Somatotroph fialure - weight gain, reduced bone mass, hyperchlesterolemia, muscle weakness.
Corticotroph failure - fatigue, weight loss, decreased appetite, hypoglycemia.
spinal cord tumor symptoms?
Extramedullary: compression of cord or occlusion of vessels - progressive weakness below level of tumor, sensory changes, brisk reflexes, upgoing toes to plantar stimulation, urinary retention, constipation.
Intramedullary: interference of intrinsic cord structures - mass effect and edema, syrinx formation.
Imaging of choice for tumor?
MRI with and without contrast is the choice.
-Lack of enhancement: low grade tumor.
- can see BBB disruption, hemorhage in tumor.
CT may miss smaller tumors in posterior fosa, will also show hemorrhage.
When to do an LP?
To stage primary CNS lymphoma, intracranial germ cell tumor, pineoblastoma. Do Not do if increased ICP.
Management of CNS tumors?
Surgery for easily resected: meningioma, pituitary adenoma.
Radiation for malignant.
Gamma knife for slower growing tumors - schwannomas, meningiomas.

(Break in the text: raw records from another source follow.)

//! Wire types and framing for the worker request/reply protocol.
//!
//! One request carries one island for one time-step; the reply carries the
//! updated kinematic state and the contacts the solver resolved. Frames are a
//! 4-byte little-endian length prefix followed by a JSON body. Unknown fields
//! are ignored on decode, so either side can grow the schema without breaking
//! the other.

use glam::{DQuat, DVec3};
use serde::de::DeserializeOwned;
use serde::{Deserialize, Serialize};
use tokio::io::{AsyncRead, AsyncReadExt, AsyncWrite, AsyncWriteExt};

use crate::body::{BodyId, RigidBody};
use crate::error::{SimError, SimResult};

/// Upper bound on a single frame; anything larger is a protocol error.
pub const MAX_FRAME: usize = 16 * 1024 * 1024;

/// Aggregated external force and torque for one body, valid for one tick.
#[derive(Debug, Clone, Serialize, Deserialize, PartialEq)]
pub struct ExternalForce {
    pub id: BodyId,
    pub force: DVec3,
    pub torque: DVec3,
}

/// Full state of one body as shipped to a worker.
#[derive(Debug, Clone, Serialize, Deserialize)]
pub struct BodySnapshot {
    pub id: BodyId,
    /// Store version the snapshot was taken at; echoed in the reply and used
    /// as the CAS baseline at merge time.
    pub version: u64,
    /// Read-only partners collide but are never written back.
    #[serde(default)]
    pub read_only: bool,
    pub body: RigidBody,
}

/// One island, one step.
#[derive(Debug, Clone, Serialize, Deserialize)]
pub struct WorkerRequest {
    /// Island index within the tick, for logging and reply routing.
    pub island: u64,
    /// Tick nonce; replies carrying a stale nonce are discarded.
    pub nonce: u64,
    /// Step length in seconds.
    pub dt: f64,
    /// Fixed number of internal sub-steps (`dt / max_substeps` each).
    pub max_substeps: u32,
    pub bodies: Vec<BodySnapshot>,
    #[serde(default)]
    pub external: Vec<ExternalForce>,
}

/// Updated kinematic state of one body.
#[derive(Debug, Clone, Serialize, Deserialize)]
pub struct BodyUpdate {
    pub id: BodyId,
    /// Echo of the request version for traceability; reconciliation uses it
    /// as the expected CAS version.
    pub version: u64,
    pub position: DVec3,
    pub orientation: DQuat,
    pub linear_velocity: DVec3,
    pub angular_velocity: DVec3,
}

/// A resolved contact between two bodies, `a < b`. Transient: valid for the
/// tick it was produced in and never persisted.
#[derive(Debug, Clone, Serialize, Deserialize)]
pub struct ContactPair {
    pub a: BodyId,
    pub b: BodyId,
    /// Contact point on the surface of `a`, world coordinates.
    pub point_on_a: DVec3,
    /// Contact point on the surface of `b`, world coordinates.
    pub point_on_b: DVec3,
    /// Contact normal on `b`, pointing towards `a`.
    pub normal_on_b: DVec3,
}

/// Worker answer for one island.
#[derive(Debug, Clone, Serialize, Deserialize)]
pub struct WorkerReply {
    pub island: u64,
    pub nonce: u64,
    pub bodies: Vec<BodyUpdate>,
    #[serde(default)]
    pub contacts: Vec<ContactPair>,
}

/// Write one length-prefixed JSON frame.
pub async fn write_frame<W, T>(writer: &mut W, value: &T) -> SimResult<()>
where
    W: AsyncWrite + Unpin,
    T: Serialize,
{
    let payload = serde_json::to_vec(value).map_err(|e| SimError::Protocol(e.to_string()))?;
    if payload.len() > MAX_FRAME {
        return Err(SimError::Protocol(format!(
            "frame of {} bytes exceeds limit",
            payload.len()
        )));
    }
    writer.write_all(&(payload.len() as u32).to_le_bytes()).await?;
    writer.write_all(&payload).await?;
    writer.flush().await?;
    Ok(())
}

/// Read one length-prefixed JSON frame.
pub async fn read_frame<R, T>(reader: &mut R) -> SimResult<T>
where
    R: AsyncRead + Unpin,
    T: DeserializeOwned,
{
    let mut len = [0u8; 4];
    reader.read_exact(&mut len).await?;
    let len = u32::from_le_bytes(len) as usize;
    if len > MAX_FRAME {
        return Err(SimError::Protocol(format!(
            "announced frame of {len} bytes exceeds limit"
        )));
    }
    let mut payload = vec![0u8; len];
    reader.read_exact(&mut payload).await?;
    serde_json::from_slice(&payload).map_err(|e| SimError::Protocol(e.to_string()))
}

#[cfg(test)]
mod tests {
    use super::*;

    fn request() -> WorkerRequest {
        WorkerRequest {
            island: 3,
            nonce: 42,
            dt: 0.05,
            max_substeps: 10,
            bodies: vec![BodySnapshot {
                id: BodyId(1),
                version: 7,
                read_only: false,
                body: RigidBody::default(),
            }],
            external: vec![ExternalForce {
                id: BodyId(1),
                force: DVec3::X,
                torque: DVec3::ZERO,
            }],
        }
    }

    #[tokio::test]
    async fn frames_round_trip() {
        let (mut a, mut b) = tokio::io::duplex(64 * 1024);
        write_frame(&mut a, &request()).await.unwrap();
        let decoded: WorkerRequest = read_frame(&mut b).await.unwrap();
        assert_eq!(decoded.island, 3);
        assert_eq!(decoded.nonce, 42);
        assert_eq!(decoded.bodies[0].id, BodyId(1));
        assert_eq!(decoded.external[0].force, DVec3::X);
    }

    #[tokio::test]
    async fn unknown_fields_are_ignored() {
        let json = br#"{"island":1,"nonce":2,"bodies":[],"contacts":[],"future_field":true}"#;
        let (mut a, mut b) = tokio::io::duplex(4096);
        a.write_all(&(json.len() as u32).to_le_bytes()).await.unwrap();
        a.write_all(json).await.unwrap();
        let decoded: WorkerReply = read_frame(&mut b).await.unwrap();
        assert_eq!(decoded.island, 1);
        assert!(decoded.contacts.is_empty());
    }

    #[tokio::test]
    async fn oversized_frame_is_rejected() {
        let (mut a, mut b) = tokio::io::duplex(4096);
        let len = (MAX_FRAME as u32 + 1).to_le_bytes();
        a.write_all(&len).await.unwrap();
        let err = read_frame::<_, WorkerReply>(&mut b).await.unwrap_err();
        assert!(matches!(err, SimError::Protocol(_)));
    }

    #[test]
    fn quaternions_serialize_as_xyzw_arrays() {
        let update = BodyUpdate {
            id: BodyId(1),
            version: 1,
            position: DVec3::ZERO,
            orientation: DQuat::from_xyzw(0.0, 0.0, 0.0, 1.0),
            linear_velocity: DVec3::ZERO,
            angular_velocity: DVec3::ZERO,
        };
        let json = serde_json::to_value(&update).unwrap();
        assert_eq!(json["orientation"], serde_json::json!([0.0, 0.0, 0.0, 1.0]));
    }
}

Steroids- reduces edema if increased ICP, indicated in all symptomatic patients; cant use long term due to Pneumocystis carinii infection risk. Abx if use >6wks.
Anticonvulsants - nonhepatic ones: Valproic acid, lamotrigine, topiramate, gabapentin, levetiracetam.
Monitor for thromboembolism–> anticoagulant.